_Problem to work on_
The output should be all lines of the entries below in which the word "description" occurs.

(Records from a dataset)
>>>

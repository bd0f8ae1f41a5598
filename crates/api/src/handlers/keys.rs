use crate::error::ApiError;
use crate::AppState;
use axum::extract::{Path, Query, State};
use axum::Json;
use hivejar_models::JwkSet;
use serde::{Deserialize, Serialize};
use std::sync::Arc;

#[derive(Debug, Deserialize)]
#[serde(rename_all = "camelCase")]
pub struct RotateQuery {
    pub grace_seconds: Option<u64>,
}

#[derive(Debug, Deserialize)]
#[serde(rename_all = "camelCase")]
pub struct TenantRotateQuery {
    pub tenant: String,
    pub grace_seconds: Option<u64>,
}

#[derive(Debug, Serialize)]
pub struct RotateResponse {
    pub kid: String,
}

/// POST /v2/admin/tenants/:id/rotate-keys?graceSeconds=N
///
/// Grace precedence: query parameter, then the KEY_ROTATION_GRACE_SECONDS
/// environment fallback, then the built-in default.
pub async fn rotate_tenant_keys(
    State(state): State<Arc<AppState>>,
    Path(id): Path<String>,
    Query(query): Query<RotateQuery>,
) -> Result<Json<RotateResponse>, ApiError> {
    let grace = query
        .grace_seconds
        .or(state.config.rotation_grace_seconds);
    let key = state.control.rotate_tenant_key(&id, grace).await?;
    Ok(Json(RotateResponse { kid: key.kid }))
}

const KEYS_ROTATE_DEFAULT_GRACE: u64 = 86_400;

/// POST /v2/admin/keys/rotate?tenant=:id&graceSeconds=N
///
/// Same rotation with a day-long default grace.
pub async fn rotate_keys(
    State(state): State<Arc<AppState>>,
    Query(query): Query<TenantRotateQuery>,
) -> Result<Json<RotateResponse>, ApiError> {
    let grace = query
        .grace_seconds
        .or(state.config.rotation_grace_seconds)
        .unwrap_or(KEYS_ROTATE_DEFAULT_GRACE);
    let key = state.control.rotate_tenant_key(&query.tenant, Some(grace)).await?;
    Ok(Json(RotateResponse { kid: key.kid }))
}

/// GET /v2/admin/tenants/:id/jwks
pub async fn tenant_jwks(
    State(state): State<Arc<AppState>>,
    Path(id): Path<String>,
) -> Result<Json<JwkSet>, ApiError> {
    Ok(Json(state.control.verification_set(&id)?))
}
use crate::AppState;
use axum::extract::State;
use axum::http::StatusCode;
use axum::Json;
use serde::Serialize;
use std::sync::Arc;

#[derive(Debug, Serialize)]
pub struct HealthResponse {
    pub status: String,
    pub version: String,
}

/// Health check endpoint
pub async fn health_check() -> Json<HealthResponse> {
    Json(HealthResponse {
        status: "healthy".to_string(),
        version: env!("CARGO_PKG_VERSION").to_string(),
    })
}

#[derive(Debug, Serialize)]
#[serde(rename_all = "camelCase")]
pub struct ReadyResponse {
    pub status: String,
    pub store_degraded: bool,
    pub raft_healthy: bool,
}

/// Readiness: degrades when the config store has seen a write failure or
/// the replica has no leader.
pub async fn readiness(
    State(state): State<Arc<AppState>>,
) -> (StatusCode, Json<ReadyResponse>) {
    let store_degraded = state.control.store().is_degraded();
    let raft_healthy = state.control.raft().stats().healthy;

    let (status_code, status) = if store_degraded || !raft_healthy {
        (StatusCode::SERVICE_UNAVAILABLE, "degraded")
    } else {
        (StatusCode::OK, "ready")
    };

    (
        status_code,
        Json(ReadyResponse {
            status: status.to_string(),
            store_degraded,
            raft_healthy,
        }),
    )
}
use thiserror::Error;

pub type Result<T> = std::result::Result<T, RaftError>;

#[derive(Debug, Error)]
pub enum RaftError {
    /// Write attempted on a non-leader; carries the leader id when known
    /// so clients can redirect.
    #[error("Not the leader{}", leader_hint(.leader_id))]
    NotLeader { leader_id: Option<String> },

    #[error("Conflict: {0}")]
    Conflict(String),

    #[error("Log I/O error: {0}")]
    Io(#[from] std::io::Error),

    #[error("Serialization error: {0}")]
    Serialization(#[from] serde_json::Error),

    #[error("Apply error: {0}")]
    Apply(#[from] hivejar_store::StoreError),

    #[error("Peer transport error: {0}")]
    Transport(String),

    #[error("Operation canceled")]
    Canceled,

    #[error("Internal raft error: {0}")]
    Internal(String),
}

fn leader_hint(leader_id: &Option<String>) -> String {
    match leader_id {
        Some(id) => format!(" (leader: {})", id),
        None => String::new(),
    }
}
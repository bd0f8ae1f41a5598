use crate::error::Result;
use chrono::{DateTime, Utc};
use serde::Serialize;
use sqlx::{FromRow, PgPool};
use uuid::Uuid;

#[derive(Debug, Clone, Serialize, FromRow)]
pub struct Consent {
    pub id: Uuid,
    pub user_id: Uuid,
    pub client_id: String,
    pub scopes: Vec<String>,
    pub granted_at: DateTime<Utc>,
    pub expires_at: Option<DateTime<Utc>>,
}

pub struct ConsentRepository {
    pool: PgPool,
}

impl ConsentRepository {
    pub fn new(pool: PgPool) -> Self {
        Self { pool }
    }

    /// Grant (or extend) a user's consent for a client.
    pub async fn grant(
        &self,
        user_id: Uuid,
        client_id: &str,
        scopes: &[String],
        expires_at: Option<DateTime<Utc>>,
    ) -> Result<Consent> {
        let consent = sqlx::query_as::<_, Consent>(
            r#"
            INSERT INTO consents (id, user_id, client_id, scopes, expires_at)
            VALUES ($1, $2, $3, $4, $5)
            ON CONFLICT (user_id, client_id)
            DO UPDATE SET scopes = EXCLUDED.scopes,
                          granted_at = now(),
                          expires_at = EXCLUDED.expires_at
            RETURNING *
            "#,
        )
        .bind(Uuid::new_v4())
        .bind(user_id)
        .bind(client_id)
        .bind(scopes)
        .bind(expires_at)
        .fetch_one(&self.pool)
        .await?;

        Ok(consent)
    }

    pub async fn find(&self, user_id: Uuid, client_id: &str) -> Result<Option<Consent>> {
        let consent = sqlx::query_as::<_, Consent>(
            r#"
            SELECT * FROM consents
            WHERE user_id = $1 AND client_id = $2
              AND (expires_at IS NULL OR expires_at > now())
            "#,
        )
        .bind(user_id)
        .bind(client_id)
        .fetch_optional(&self.pool)
        .await?;

        Ok(consent)
    }

    pub async fn list_for_user(&self, user_id: Uuid) -> Result<Vec<Consent>> {
        let consents = sqlx::query_as::<_, Consent>(
            "SELECT * FROM consents WHERE user_id = $1 ORDER BY granted_at DESC",
        )
        .bind(user_id)
        .fetch_all(&self.pool)
        .await?;

        Ok(consents)
    }

    pub async fn revoke(&self, user_id: Uuid, client_id: &str) -> Result<bool> {
        let result = sqlx::query("DELETE FROM consents WHERE user_id = $1 AND client_id = $2")
            .bind(user_id)
            .bind(client_id)
            .execute(&self.pool)
            .await?;
        Ok(result.rows_affected() > 0)
    }
}
use thiserror::Error;

pub type Result<T> = std::result::Result<T, TenantDbError>;

#[derive(Debug, Error)]
pub enum TenantDbError {
    /// The tenant has no configured data plane, or its database cannot be
    /// opened. Callers map this to an unavailable status.
    #[error("No database configured for tenant '{0}'")]
    NoDbForTenant(String),

    #[error("Not supported by store: {0}")]
    NotSupported(String),

    #[error("Tenant not found: {0}")]
    TenantNotFound(String),

    /// The migration lock could not be acquired within the wait cap.
    #[error("Migration lock busy for tenant '{0}'")]
    LockBusy(String),

    #[error("Migration failed: {0}")]
    Migration(String),

    #[error("Database error: {0}")]
    Sqlx(#[from] sqlx::Error),

    #[error("Store error: {0}")]
    Store(#[from] hivejar_store::StoreError),

    #[error("Crypto error: {0}")]
    Crypto(#[from] hivejar_crypto::CryptoError),

    #[error("Operation canceled")]
    Canceled,

    #[error("Deadline exceeded")]
    DeadlineExceeded,
}
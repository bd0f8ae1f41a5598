use crate::error::{ControlError, Result};
use crate::service::ControlPlane;
use chrono::Utc;
use hivejar_models::mutation::DeleteByKey;
use hivejar_models::{validate_role_name, CreateRole, MutationType, Role, UpdateRole};
use std::collections::HashSet;

impl ControlPlane {
    pub async fn create_role(&self, slug_or_id: &str, input: CreateRole) -> Result<Role> {
        let _serial = self.write_lock().await;
        self.check_writable()?;

        let tenant = self.get_tenant(slug_or_id)?;
        validate_role_name(&input.name).map_err(ControlError::InvalidInput)?;
        if self.store().get_role(&tenant.slug, &input.name)?.is_some() {
            return Err(ControlError::AlreadyExists(format!(
                "role '{}' already exists",
                input.name
            )));
        }

        if let Some(parent) = &input.inherits_from {
            self.check_inheritance(&tenant.slug, &input.name, parent)?;
        }

        let now = Utc::now();
        let role = Role {
            name: input.name.clone(),
            description: input.description,
            inherits_from: input.inherits_from,
            system: false,
            permissions: input.permissions,
            created_at: now,
            updated_at: now,
        };

        self.submit(MutationType::UpsertRole, &tenant.slug, &role)
            .await?;
        self.get_role(&tenant.slug, &input.name)
    }

    pub fn get_role(&self, slug_or_id: &str, name: &str) -> Result<Role> {
        let tenant = self.get_tenant(slug_or_id)?;
        self.store()
            .get_role(&tenant.slug, name)?
            .ok_or_else(|| ControlError::NotFound(format!("role '{}'", name)))
    }

    pub fn list_roles(&self, slug_or_id: &str) -> Result<Vec<Role>> {
        let tenant = self.get_tenant(slug_or_id)?;
        Ok(self.store().list_roles(&tenant.slug)?)
    }

    pub async fn update_role(
        &self,
        slug_or_id: &str,
        name: &str,
        input: UpdateRole,
    ) -> Result<Role> {
        let _serial = self.write_lock().await;
        self.check_writable()?;

        let tenant = self.get_tenant(slug_or_id)?;
        let mut role = self
            .store()
            .get_role(&tenant.slug, name)?
            .ok_or_else(|| ControlError::NotFound(format!("role '{}'", name)))?;

        if role.system {
            return Err(ControlError::Conflict(format!(
                "system role '{}' is immutable",
                name
            )));
        }

        if let Some(description) = input.description {
            role.description = description;
        }
        if let Some(inherits_from) = input.inherits_from {
            if let Some(parent) = &inherits_from {
                self.check_inheritance(&tenant.slug, name, parent)?;
            }
            role.inherits_from = inherits_from;
        }
        if let Some(permissions) = input.permissions {
            role.permissions = permissions;
        }
        role.updated_at = Utc::now();

        self.submit(MutationType::UpsertRole, &tenant.slug, &role)
            .await?;
        self.get_role(&tenant.slug, name)
    }

    pub async fn delete_role(&self, slug_or_id: &str, name: &str) -> Result<()> {
        let _serial = self.write_lock().await;
        self.check_writable()?;

        let tenant = self.get_tenant(slug_or_id)?;
        let role = self
            .store()
            .get_role(&tenant.slug, name)?
            .ok_or_else(|| ControlError::NotFound(format!("role '{}'", name)))?;

        if role.system {
            return Err(ControlError::Conflict(format!(
                "system role '{}' cannot be deleted",
                name
            )));
        }

        self.submit(
            MutationType::DeleteRole,
            &tenant.slug,
            &DeleteByKey {
                key: name.to_string(),
            },
        )
        .await?;
        Ok(())
    }

    /// Effective permissions of a role including everything it inherits.
    pub fn resolve_permissions(&self, slug_or_id: &str, name: &str) -> Result<Vec<String>> {
        let tenant = self.get_tenant(slug_or_id)?;
        let mut permissions = std::collections::BTreeSet::new();
        let mut visited = HashSet::new();
        let mut cursor = Some(name.to_string());

        while let Some(current) = cursor {
            if !visited.insert(current.clone()) {
                // Cycles are rejected on write; stop defensively on read.
                break;
            }
            let role = self
                .store()
                .get_role(&tenant.slug, &current)?
                .ok_or_else(|| ControlError::NotFound(format!("role '{}'", current)))?;
            permissions.extend(role.permissions.iter().cloned());
            cursor = role.inherits_from;
        }

        Ok(permissions.into_iter().collect())
    }

    /// The parent must exist, and linking to it must keep the membership
    /// graph acyclic (depth-first walk from the parent).
    fn check_inheritance(&self, slug: &str, child: &str, parent: &str) -> Result<()> {
        if parent == child {
            return Err(ControlError::InvalidInput(format!(
                "role '{}' cannot inherit from itself",
                child
            )));
        }
        if self.store().get_role(slug, parent)?.is_none() {
            return Err(ControlError::InvalidInput(format!(
                "parent role '{}' does not exist",
                parent
            )));
        }

        let mut visited = HashSet::new();
        let mut cursor = Some(parent.to_string());
        while let Some(current) = cursor {
            if current == child {
                return Err(ControlError::InvalidInput(format!(
                    "role inheritance cycle through '{}'",
                    child
                )));
            }
            if !visited.insert(current.clone()) {
                break;
            }
            cursor = self
                .store()
                .get_role(slug, &current)?
                .and_then(|role| role.inherits_from);
        }
        Ok(())
    }
}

<<<

_Solution for this task_
            description: input.description,
        if let Some(description) = input.description {
            role.description = description;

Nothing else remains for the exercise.